Solar coverage
As solar fraction (also solar coverage or solar coverage ) is typically used in the proportion of a building or property amount of energy referred to, which is provided by a technical converting solar radiation. The conversion into usable energy can be done by a solar thermal system into thermal energy (heat) or a photovoltaic system into electrical energy (electricity). The thermal energy can then z. B. can be used to heat a building. Passive solar yields , which also represent part of the energy that can be used in a building, are not taken into account in this analysis. The solar share of coverage is a component for a typically annual balancing of the amount of energy converted in a building. Basically, the following applies: higher values represent a higher proportion of solar-based energy in the supply of a building with heat and electricity and thus a reduced use of other energy sources that typically use fossil fuels .
General
The solar coverage is used for the needs-based planning of solar systems and is a measure of the energetic (in) dependence on other energy sources than the sun.

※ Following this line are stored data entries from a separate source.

//! Remote instrument source contracts and paging.
//!
//! # Responsibility
//! - Define the connector SPI used to pull raw records page by page.
//! - Provide a lazy, restartable page iterator over any connector.
//!
//! # Invariants
//! - `since` is advisory: connectors may return more than the delta.
//! - A failed page fetch never advances the cursor, so the next call retries
//!   the same page.
//! - Connectors must bound each request by `PageRequest::timeout` and report
//!   an expired budget as `SourceError::Timeout`. `Pages` also rejects a page
//!   that arrived late, but cannot interrupt a connector that ignores the
//!   budget.
//! - A page that takes longer than the configured timeout is reported as
//!   `SourceError::Timeout` and is not consumed.

use log::debug;
use serde::{Deserialize, Serialize};
use serde_json::{Map, Value};
use std::error::Error;
use std::fmt::{Display, Formatter};
use std::time::{Duration, Instant};

mod http;
mod json_file;

pub use http::{HttpAuth, HttpListSource, HttpOptions};
pub use json_file::JsonFileSource;

pub type SourceResult<T> = Result<T, SourceError>;

/// Source-side failures.
#[derive(Debug, Clone, PartialEq, Eq)]
pub enum SourceError {
    /// Network or authentication failure; retryable.
    Unavailable(String),
    /// One page exceeded its time budget; retryable.
    Timeout { elapsed_ms: u64, limit_ms: u64 },
    /// A page violates the expected shape; fatal for the session.
    Malformed(String),
}

impl SourceError {
    pub fn is_retryable(&self) -> bool {
        matches!(self, Self::Unavailable(_) | Self::Timeout { .. })
    }
}

impl Display for SourceError {
    fn fmt(&self, f: &mut Formatter<'_>) -> std::fmt::Result {
        match self {
            Self::Unavailable(message) => write!(f, "source unavailable: {message}"),
            Self::Timeout {
                elapsed_ms,
                limit_ms,
            } => write!(f, "page fetch took {elapsed_ms} ms (limit {limit_ms} ms)"),
            Self::Malformed(message) => write!(f, "source page malformed: {message}"),
        }
    }
}

impl Error for SourceError {}

/// One record exactly as delivered by the list service.
#[derive(Debug, Clone, Default, PartialEq, Serialize, Deserialize)]
#[serde(transparent)]
pub struct RawRecord {
    fields: Map<String, Value>,
}

impl RawRecord {
    pub fn new() -> Self {
        Self::default()
    }

    pub fn from_map(fields: Map<String, Value>) -> Self {
        Self { fields }
    }

    /// Builder-style field insertion.
    pub fn with(mut self, key: &str, value: impl Into<Value>) -> Self {
        self.fields.insert(key.to_string(), value.into());
        self
    }

    pub fn get(&self, key: &str) -> Option<&Value> {
        self.fields.get(key)
    }

    /// First present, non-null value among `keys`, with the key that matched.
    pub fn first_of<'a>(&'a self, keys: &[&'a str]) -> Option<(&'a str, &'a Value)> {
        keys.iter().find_map(|key| match self.fields.get(*key) {
            Some(Value::Null) | None => None,
            Some(value) => Some((*key, value)),
        })
    }
}

/// Converts the `index`-th item of a page body into a record.
pub(crate) fn record_from_value(index: usize, item: Value) -> SourceResult<RawRecord> {
    match item {
        Value::Object(fields) => Ok(RawRecord::from_map(fields)),
        other => Err(SourceError::Malformed(format!(
            "record {index} is not an object: {other}"
        ))),
    }
}

/// Parameters of one page request.
#[derive(Debug, Clone, PartialEq, Eq)]
pub struct PageRequest {
    pub since: Option<i64>,
    /// Opaque cursor returned by the previous page; `None` for the first page.
    pub cursor: Option<String>,
    pub page_size: u32,
    /// Hard budget for this request. Connectors must abort once it is spent
    /// and return `SourceError::Timeout`; blocking past it stalls the session.
    pub timeout: Duration,
}

/// One page of raw records.
#[derive(Debug, Clone, Default, PartialEq)]
pub struct SourcePage {
    pub records: Vec<RawRecord>,
    /// `None` marks the last page.
    pub next_cursor: Option<String>,
}

/// Options shared by every page of one `fetch_all` sequence.
#[derive(Debug, Clone, PartialEq, Eq)]
pub struct FetchOptions {
    pub since: Option<i64>,
    pub page_size: u32,
    pub timeout: Duration,
}

/// Connector SPI for the remote list service.
pub trait SourceConnector {
    /// Stable identifier used in logs.
    fn source_id(&self) -> &str;

    /// Fetches one page.
    fn fetch_page(&self, request: &PageRequest) -> SourceResult<SourcePage>;

    /// Lazy page sequence starting at the first page.
    fn fetch_all(&self, options: FetchOptions) -> Pages<'_>
    where
        Self: Sized,
    {
        Pages::new(self, options)
    }
}

/// Lazy, restartable page iterator.
///
/// Iteration yields `Err` for a failed page without advancing; calling
/// `next` again re-requests the same page.
pub struct Pages<'a> {
    source: &'a dyn SourceConnector,
    options: FetchOptions,
    cursor: Option<String>,
    finished: bool,
    pages_fetched: u64,
}

impl<'a> Pages<'a> {
    pub fn new(source: &'a dyn SourceConnector, options: FetchOptions) -> Self {
        Self {
            source,
            options,
            cursor: None,
            finished: false,
            pages_fetched: 0,
        }
    }

    /// Fetches the next page, or `Ok(None)` after the last one.
    pub fn next_page(&mut self) -> SourceResult<Option<SourcePage>> {
        if self.finished {
            return Ok(None);
        }

        let request = PageRequest {
            since: self.options.since,
            cursor: self.cursor.clone(),
            page_size: self.options.page_size,
            timeout: self.options.timeout,
        };
        let started_at = Instant::now();
        let page = self.source.fetch_page(&request)?;
        let elapsed = started_at.elapsed();
        if elapsed > self.options.timeout {
            return Err(SourceError::Timeout {
                elapsed_ms: duration_ms(elapsed),
                limit_ms: duration_ms(self.options.timeout),
            });
        }

        match &page.next_cursor {
            Some(next) if self.cursor.as_ref() == Some(next) => {
                return Err(SourceError::Malformed(format!(
                    "cursor `{next}` did not advance"
                )));
            }
            Some(next) => self.cursor = Some(next.clone()),
            None => self.finished = true,
        }
        self.pages_fetched += 1;
        debug!(
            "event=source_page module=source status=ok source={} page={} records={} last={}",
            self.source.source_id(),
            self.pages_fetched,
            page.records.len(),
            self.finished
        );
        Ok(Some(page))
    }

    /// Rewinds to the first page.
    pub fn restart(&mut self) {
        self.cursor = None;
        self.finished = false;
        self.pages_fetched = 0;
    }

    pub fn is_finished(&self) -> bool {
        self.finished
    }

    pub fn pages_fetched(&self) -> u64 {
        self.pages_fetched
    }
}

impl Iterator for Pages<'_> {
    type Item = SourceResult<SourcePage>;

    fn next(&mut self) -> Option<Self::Item> {
        self.next_page().transpose()
    }
}

pub(crate) fn duration_ms(value: Duration) -> u64 {
    u64::try_from(value.as_millis()).unwrap_or(u64::MAX)
}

Differentiation of solar coverage for buildings
- Water heating,
- Heating for space heating,
- Total heating requirement,
- Power generation,
- Total energy requirement.
This value depends on the one hand on the size of the storage ( hot water storage tank or accumulators ), the size of the harvested areas ( solar collector area or area of the photovoltaic modules ) and on the other hand on the energy demand. In addition to the total yield, there is another important parameter for assessing a solar system. Energy losses in the system, such as storage losses, are taken into account.
economics
The solar coverage is still the sole measure of the economic efficiency or quality of a system, because other boundary conditions have to be considered at the same time. The value depends, among other factors, on the size of the system, the location and orientation of the collectors, the size of the storage tank and the energy demand. A solar coverage of 100% would mean that the entire energy requirement of the system can be covered by solar energy. In the case of a solar thermal system in Europe, this would mean that the entire heat demand can still be met on a cold winter's day. On summer days, however, the same system would produce a very large surplus that could not be used because the system would frequently stagnate . The system would have to be greatly oversized in summer and could not necessarily be operated economically. A high degree of coverage is therefore not always an advantage. If a very high degree of coverage is to be achieved nonetheless, solutions in a local heating network and seasonal storage are available .
With regard to the planning of a solar thermal system, it is important to find a balanced compromise between yield, i.e. the amount of heat provided by the solar energy and the degree of solar coverage. A good compromise between yield and solar coverage is usually also a good compromise between investment costs for the solar system and saved conventional energy.
Storage
Since the sun does not always shine, storage tanks are used to store heat or electricity, which increases these values. By designing storage sizes, both thermal and electrical, the solar coverage of a system can be significantly influenced. Storage systems make it possible to supply load peaks as well as to store solar irradiation peaks in order to bring the energy supply closer to a base load level. This reduces the dependency on the supply system. Photovoltaic systems in Germany are largely determined by the conditions of the Renewable Energy Sources Act . The market and technology development of battery storage systems is to be stimulated through a market incentive program of the Federal Ministry for Economic Affairs and Energy. The investment in battery storage systems is supported by repayment grants from KfW .
Typical values
On the hot water side, it is common in Germany to design single-family houses with 50 to 60 percent solar coverage, and in multi-storey apartments with 30 to 40 percent. These values come from trying to find a balance between investment costs and usable income (hot water). It is not always possible to specify standard values for solar thermal heating support , as the degree of coverage at this point is largely determined by the building. In the standard installation of single-family houses, this is around 15 to 25 percent of the total heating requirement, but can be much higher in so-called solar houses . In a plus-energy house , the value can be over 100 percent, depending on the energy sources used.
literature
-
Expert Practice Lexicon: Solar Energy and Solar Techniques. 2nd Edition. expert Verlag, 2006, ISBN 3-8169-2538-3 .
- Annual coverage rate of a solar hot water system. P. 148.
- solar coverage rate. P. 273.
Web links
- Swiss Association for Solar Energy SSES
- Baunetzwissen.de: Collector area and solar coverage
- Kfw: Storage for photovoltaics
Individual evidence
- ^ Heinz P. Janssen: Energy advice for residential buildings. Hamburg 2010, ISBN 978-3-481-02635-6 , p. 204.